Photo Credit: South African Golf Association
Du Preez will take the confidence of his impressive start to the year and the experience of playing alongside the professionals on the European Tour into next week’s amateur showpiece.
The Pretoria golfer has risen to number two on the South African Golf Association’s (SAGA) national rankings and will definitely have one of the country’s most prestigious amateur titles in his sights when the 36-hole qualifying tournament tees off this Sunday.
Du Preez teed off his year with a finish of tied second in January’s Free State Open and followed this with finishes of tied ninth in the Gauteng Open and fourth in the South African Stroke Play Championship.
He also teed it up alongside the Sunshine Tour and European Tour professionals in the Joburg Open. Although he missed the halfway cut here the self-belief he gained was priceless.

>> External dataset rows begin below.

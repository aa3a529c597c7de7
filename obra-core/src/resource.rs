use anyhow::Result;
use async_trait::async_trait;

use crate::envelope::Normalized;
use crate::errors::ObraError;
use crate::payload::RequestBody;
use crate::query::ListQuery;

/// One page of records plus whatever pagination metadata came with it.
pub type Page<R> = Normalized<Vec<R>>;

/// Standard resource methods.
#[derive(Debug, Clone, PartialEq, Eq, Hash)]
pub enum ResourceMethod {
    Find,
    Get,
    Create,
    Patch,
    Remove,
    Custom(&'static str),
}

/// Which methods an endpoint accepts, so callers can hide actions the
/// server would refuse anyway.
#[derive(Debug, Clone)]
pub struct ResourceCapabilities {
    pub allowed_methods: Vec<ResourceMethod>,
}

impl ResourceCapabilities {
    pub fn standard_crud() -> Self {
        use ResourceMethod::*;
        Self {
            allowed_methods: vec![Find, Get, Create, Patch, Remove],
        }
    }

    /// Singleton endpoints (`company/info/`): read and patch only.
    pub fn singleton() -> Self {
        use ResourceMethod::*;
        Self {
            allowed_methods: vec![Get, Patch],
        }
    }

    pub fn from_methods(methods: Vec<ResourceMethod>) -> Self {
        Self {
            allowed_methods: methods,
        }
    }

    pub fn allows(&self, method: &ResourceMethod) -> bool {
        self.allowed_methods.contains(method)
    }
}

/// A REST collection seen from the client:
///
/// - `find`   → `GET    {path}?page=..`
/// - `get`    → `GET    {path}{id}/`
/// - `create` → `POST   {path}`
/// - `patch`  → `PATCH  {path}{id}/` (or `{path}` for singletons)
/// - `remove` → `DELETE {path}{id}/`
///
/// Every method defaults to "not implemented", so a resource overrides only
/// what its endpoint supports.
#[async_trait]
pub trait ObraResource<R>: Send + Sync
where
    R: Send + 'static,
{
    /// Collection path relative to the API root, with trailing slash.
    fn path(&self) -> &str;

    fn capabilities(&self) -> ResourceCapabilities {
        ResourceCapabilities::standard_crud()
    }

    async fn find(&self, _query: &ListQuery) -> Result<Page<R>> {
        Err(ObraError::not_implemented("Method not implemented: find").into_anyhow())
    }

    async fn get(&self, _id: &str) -> Result<R> {
        Err(ObraError::not_implemented("Method not implemented: get").into_anyhow())
    }

    async fn create(&self, _body: RequestBody) -> Result<R> {
        Err(ObraError::not_implemented("Method not implemented: create").into_anyhow())
    }

    /// Partial update. `id` is `None` for singleton endpoints.
    async fn patch(&self, _id: Option<&str>, _body: RequestBody) -> Result<R> {
        Err(ObraError::not_implemented("Method not implemented: patch").into_anyhow())
    }

    async fn remove(&self, _id: &str) -> Result<()> {
        Err(ObraError::not_implemented("Method not implemented: remove").into_anyhow())
    }
}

“I’ve practised and played with guys like Brandon Stone, Haydn Porteous, Zander Lombard and Christiaan Bezuidenhout since I was nine years old. Seeing them compete and win on the bigger stage makes you stop second-guessing yourself because you know you’re also good enough.
“At the Joburg Open I thought I’d be more nervous but I actually felt very comfortable. That was a good sign of things to come. The big thing I learnt is that I don’t have to change my game that much to compete with the pros on the European Tour. It’s just the consistency factor. The margin of error is a lot smaller than I’m used to. But it was very important to me that I felt that I belong there and my game is good enough to compete,” he said.
This confidence combined with the good memories of his victory in last year’s Cape Province Amateur Open at George Golf Club will make Du Preez a favourite for the title in a year in which the tall amateur has a point to prove after struggling with back problems the last few years.
“For the past three years I’ve been plagued by injury, especially the first six months of last year. So this season my main objective is to be healthy and to play a full season. If I can play a full season where I’m fit then that would be a massive step in the right direction for me.
“I know it’s not a question of my game. If I stay fit I play well. So if I can practice and play consistently in tournaments then it will be a very important season for me. My back is being managed well and I think it’s only going to get better.”
The field includes seven of the top 10 amateurs in the country, led by South African number one Tristen Strydom, who was knocked out in the first round last year.
Jovan Rebula is also back after losing last year’s final to Scotland’s Daniel Young. Young will not defend his title as he has since turned professional. But fellow Scot Calum Fyfe, who made it through to the semi-finals last year, is in the field.
The competitive grounding that the Sanlam SA Amateur gives the country’s young golfers was nowhere more evident than over the past month-and-a-half.
The victories by Stone and Porteous in the South African Open and Joburg Open respectively, and the runners-up finishes in each of Bezuidenhout and Lombard is a direct reflection of this investment in amateur golf.
It’s an investment that stretches to Sanlam’s support for the country’s top junior golfers in the Glacier Junior Series, the Sanlam Cancer Challenge as South African golf’s biggest charity drive for the Cancer Association of South Africa, and support of top-flight women’s amateur golf through the Sanlam SA Women’s Amateur.